◆ Data shown:
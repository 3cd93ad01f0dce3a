//! Print station
//!
//! Loads finalized sales and hands them to the shared print dispatcher.

use std::path::{Path, PathBuf};
use std::sync::Arc;

use futures::future::join_all;
use pos_printer::{PrintDispatcher, ReceiptRenderer, SalePrintReport};
use shared::models::Sale;
use thiserror::Error;
use tracing::{info, instrument};

#[derive(Debug, Error)]
pub enum StationError {
    #[error("Cannot access {path}: {source}")]
    Io {
        path: PathBuf,
        #[source]
        source: std::io::Error,
    },

    #[error("Invalid sale record {path}: {source}")]
    Parse {
        path: PathBuf,
        #[source]
        source: serde_json::Error,
    },
}

pub type StationResult<T> = Result<T, StationError>;

/// Print station bound to one printer
#[derive(Clone)]
pub struct PrintStation {
    dispatcher: Arc<PrintDispatcher>,
    printer_name: String,
}

impl PrintStation {
    pub fn new(dispatcher: Arc<PrintDispatcher>, printer_name: impl Into<String>) -> Self {
        Self {
            dispatcher,
            printer_name: printer_name.into(),
        }
    }

    pub fn printer_name(&self) -> &str {
        &self.printer_name
    }

    /// Print one sale, one slip per line item
    pub async fn print_sale(&self, sale: &Sale) -> SalePrintReport {
        self.dispatcher.print_sale(&self.printer_name, sale).await
    }

    /// Print several sales concurrently
    ///
    /// Each sale keeps its own line order; the dispatcher interleaves the
    /// sales' jobs in submission order and never runs two at once.
    pub async fn print_all(&self, sales: &[Sale]) -> Vec<SalePrintReport> {
        join_all(sales.iter().map(|sale| self.print_sale(sale))).await
    }
}

/// Read a sale record from a JSON file
pub async fn load_sale(path: &Path) -> StationResult<Sale> {
    let bytes = tokio::fs::read(path).await.map_err(|source| StationError::Io {
        path: path.to_path_buf(),
        source,
    })?;

    serde_json::from_slice(&bytes).map_err(|source| StationError::Parse {
        path: path.to_path_buf(),
        source,
    })
}

/// Write the per-line receipts of a sale to `dir` instead of printing them
///
/// Files are named `sale-{id}-line-{n}.bin`, one per line item.
#[instrument(skip(renderer, sale), fields(sale_id = sale.id))]
pub async fn dump_sale(
    renderer: &ReceiptRenderer,
    sale: &Sale,
    dir: &Path,
) -> StationResult<Vec<PathBuf>> {
    tokio::fs::create_dir_all(dir)
        .await
        .map_err(|source| StationError::Io {
            path: dir.to_path_buf(),
            source,
        })?;

    let mut written = Vec::with_capacity(sale.items.len());
    for (index, line) in sale.items.iter().enumerate() {
        let path = dir.join(format!("sale-{}-line-{}.bin", sale.id, index + 1));
        let data = renderer.render_line(sale, line);

        tokio::fs::write(&path, &data)
            .await
            .map_err(|source| StationError::Io {
                path: path.clone(),
                source,
            })?;

        info!(path = %path.display(), bytes = data.len(), "Receipt written");
        written.push(path);
    }

    Ok(written)
}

◆ Task directions:
Please set down the entire material above exactly as presented.

◆ Solution to this exercise:
repository 3cd93ad01f0dce3a
//! Print station
//!
//! Loads finalized sales and hands them to the shared print dispatcher.

use std::path::{Path, PathBuf};
use std::sync::Arc;

use futures::future::join_all;
use pos_printer::{PrintDispatcher, ReceiptRenderer, SalePrintReport};
use shared::models::Sale;
use thiserror::Error;
use tracing::{info, instrument};

#[derive(Debug, Error)]
pub enum StationError {
    #[error("Cannot access {path}: {source}")]
    Io {
        path: PathBuf,
        #[source]
        source: std::io::Error,
    },

    #[error("Invalid sale record {path}: {source}")]
    Parse {
        path: PathBuf,
        #[source]
        source: serde_json::Error,
    },
}

pub type StationResult<T> = Result<T, StationError>;

/// Print station bound to one printer
#[derive(Clone)]
pub struct PrintStation {
    dispatcher: Arc<PrintDispatcher>,
    printer_name: String,
}

impl PrintStation {
    pub fn new(dispatcher: Arc<PrintDispatcher>, printer_name: impl Into<String>) -> Self {
        Self {
            dispatcher,
            printer_name: printer_name.into(),
        }
    }

    pub fn printer_name(&self) -> &str {
        &self.printer_name
    }

    /// Print one sale, one slip per line item
    pub async fn print_sale(&self, sale: &Sale) -> SalePrintReport {
        self.dispatcher.print_sale(&self.printer_name, sale).await
    }

    /// Print several sales concurrently
    ///
    /// Each sale keeps its own line order; the dispatcher interleaves the
    /// sales' jobs in submission order and never runs two at once.
    pub async fn print_all(&self, sales: &[Sale]) -> Vec<SalePrintReport> {
        join_all(sales.iter().map(|sale| self.print_sale(sale))).await
    }
}

/// Read a sale record from a JSON file
pub async fn load_sale(path: &Path) -> StationResult<Sale> {
    let bytes = tokio::fs::read(path).await.map_err(|source| StationError::Io {
        path: path.to_path_buf(),
        source,
    })?;

    serde_json::from_slice(&bytes).map_err(|source| StationError::Parse {
        path: path.to_path_buf(),
        source,
    })
}

/// Write the per-line receipts of a sale to `dir` instead of printing them
///
/// Files are named `sale-{id}-line-{n}.bin`, one per line item.
#[instrument(skip(renderer, sale), fields(sale_id = sale.id))]
pub async fn dump_sale(
    renderer: &ReceiptRenderer,
    sale: &Sale,
    dir: &Path,
) -> StationResult<Vec<PathBuf>> {
    tokio::fs::create_dir_all(dir)
        .await
        .map_err(|source| StationError::Io {
            path: dir.to_path_buf(),
            source,
        })?;

    let mut written = Vec::with_capacity(sale.items.len());
    for (index, line) in sale.items.iter().enumerate() {
        let path = dir.join(format!("sale-{}-line-{}.bin", sale.id, index + 1));
        let data = renderer.render_line(sale, line);

        tokio::fs::write(&path, &data)
            .await
            .map_err(|source| StationError::Io {
                path: path.clone(),
                source,
            })?;

        info!(path = %path.display(), bytes = data.len(), "Receipt written");
        written.push(path);
    }

    Ok(written)
}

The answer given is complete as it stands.